Subspecies: Monotypic.

Taxonomy: Using sequences from four mitochondrial genes, Amaral et al. (2006) found that the genus Leucopternis, as traditionally arranged, is not monophyletic and that it is a composite of three independent lineages. The predominantly black and white plumage shared by several species has evolved at least twice. According to their findings, this trans-Andean (west of the Andes) species forms a sister clade with the cis-Andean (east of the Andes) L. melanops/L. kuhli complex. In their analysis, Amaral (op cit.) showed that this clade is sister to a clade which includes Buteo buteo, B. albicaudatus, B. (Rupornis) magnirostris, and Parabuteo unicinctus. David and Gosselin (2002) pointed out that the generic name Leucopternis is masculine, hence the change from ""semiplumbea" to semiplumbeus.

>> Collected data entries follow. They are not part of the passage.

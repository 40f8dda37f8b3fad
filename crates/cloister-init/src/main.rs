use anyhow::{Context, Result};
use cloister_init::child::{spawn_entrypoint, Entrypoint};
use cloister_init::forwarder::{spawn_egress_proxy, spawn_ingress, spawn_kms_proxy};
use cloister_init::system::bring_loopback_up;
use cloister_manifest::Manifest;
use cloister_nsm::{seed_system_entropy, AttestationProvider, EphemeralKey};
use cloister_transport::{Transport, APP_LOG_PORT, EGRESS_PORT, EXIT_STATUS_PORT};
use std::sync::Arc;
use tokio::io::AsyncWriteExt;
use tokio_util::sync::CancellationToken;
use tracing::{error, info, warn};

const DEFAULT_MANIFEST_PATH: &str = "/etc/cloister/manifest.yaml";
const DEFAULT_ENTRYPOINT_PATH: &str = "/etc/cloister/entrypoint.json";
const DEFAULT_ENTROPY_PATH: &str = "/dev/random";

fn env_or(name: &str, default: &str) -> String {
    std::env::var(name).unwrap_or_else(|_| default.to_string())
}

#[tokio::main]
async fn main() {
    let filter = tracing_subscriber::EnvFilter::try_from_default_env()
        .unwrap_or_else(|_| tracing_subscriber::EnvFilter::new("info,hyper=warn,h2=warn"));
    tracing_subscriber::fmt().with_env_filter(filter).init();

    let code = match run().await {
        Ok(code) => code,
        Err(e) => {
            error!(error = ?e, "supervisor failed");
            1
        }
    };
    std::process::exit(code);
}

async fn run() -> Result<i32> {
    let transport = Transport::from_env();
    let manifest = Manifest::load(env_or("CLOISTER_MANIFEST_PATH", DEFAULT_MANIFEST_PATH))
        .context("loading manifest")?;
    info!(name = %manifest.name, "supervisor starting");

    // Startup is strictly sequential: loopback, entropy, KMS proxy, egress,
    // ingress, then the user entrypoint. Nothing may serve before the
    // entropy pool is seeded; the entrypoint may make RNG-dependent calls
    // immediately.
    bring_loopback_up(transport).context("bringing loopback up")?;

    let provider = AttestationProvider::from_env().context("opening attestation device")?;
    seed_system_entropy(&provider, env_or("CLOISTER_ENTROPY_PATH", DEFAULT_ENTROPY_PATH))
        .await
        .context("seeding entropy")?;

    let keys = Arc::new(EphemeralKey::new());
    let cancel = CancellationToken::new();

    let kms_port = spawn_kms_proxy(&manifest, transport, provider, keys, &cancel)
        .await
        .context("starting kms proxy")?;
    spawn_egress_proxy(&manifest, transport, EGRESS_PORT as u16, &cancel)
        .await
        .context("starting egress proxy")?;
    spawn_ingress(&manifest, transport, &cancel)
        .await
        .context("starting ingress forwarders")?;

    let proxy_url = format!("http://127.0.0.1:{EGRESS_PORT}");
    let mut extra_env = vec![
        ("HTTP_PROXY".to_string(), proxy_url.clone()),
        ("HTTPS_PROXY".to_string(), proxy_url),
    ];
    if let Some(port) = kms_port {
        extra_env.push((
            "AWS_KMS_ENDPOINT".to_string(),
            format!("http://127.0.0.1:{port}"),
        ));
    }

    let entrypoint = Entrypoint::load(env_or("CLOISTER_ENTRYPOINT_PATH", DEFAULT_ENTRYPOINT_PATH))
        .context("loading entrypoint")?;
    let child = spawn_entrypoint(&entrypoint, &extra_env).context("spawning entrypoint")?;
    info!(pid = child.pid, "entrypoint running");

    let log_task = tokio::spawn(forward_logs(transport, child.output));
    let code = child.exit.await.unwrap_or(1);
    info!(code, "entrypoint exited");

    report_exit(transport, code).await;
    cancel.cancel();
    let _ = log_task.await;
    Ok(code)
}

/// Ship entrypoint output to the host log channel; fall back to local
/// logging when the channel cannot be reached.
async fn forward_logs(transport: Transport, mut output: tokio::sync::mpsc::Receiver<String>) {
    let mut channel = match transport.dial_parent(APP_LOG_PORT).await {
        Ok(stream) => Some(stream),
        Err(e) => {
            warn!(error = %e, "log channel unavailable, logging locally");
            None
        }
    };
    while let Some(line) = output.recv().await {
        match channel.as_mut() {
            Some(stream) => {
                if stream.write_all(line.as_bytes()).await.is_err()
                    || stream.write_all(b"\n").await.is_err()
                {
                    warn!("log channel broke, logging locally");
                    info!(target: "app", "{line}");
                    channel = None;
                }
            }
            None => info!(target: "app", "{line}"),
        }
    }
    if let Some(mut stream) = channel {
        let _ = stream.shutdown().await;
    }
}

/// One-line JSON exit report on the status channel; best effort.
async fn report_exit(transport: Transport, code: i32) {
    match transport.dial_parent(EXIT_STATUS_PORT).await {
        Ok(mut stream) => {
            let report = serde_json::json!({ "code": code }).to_string();
            let _ = stream.write_all(report.as_bytes()).await;
            let _ = stream.write_all(b"\n").await;
            let _ = stream.shutdown().await;
        }
        Err(e) => warn!(error = %e, "status channel unavailable"),
    }
}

Movements: Probably non-migratory.

Habitat and Habits: Occurs in lowlands in understory and lower canopy of mature forest, riverine forest, old second growth, and cacao plantations, often at the forest edge, but rarely in the open. May sit for long periods in the early morning on exposed perches in the canopy, or on a perch at a medium height in the forest.  "Remarkably tame" (Hilty and Brown 1986), but easily overlooked. Wetmore (1965) also commented on the tameness of the species. Rarely soars. It is usually found singly, sometimes in two's.

Food and Feeding Behavior: Feeds on reptiles, frogs, small mammals, and birds. Does not soar above the canopy, but drops onto prey from a low perch. more....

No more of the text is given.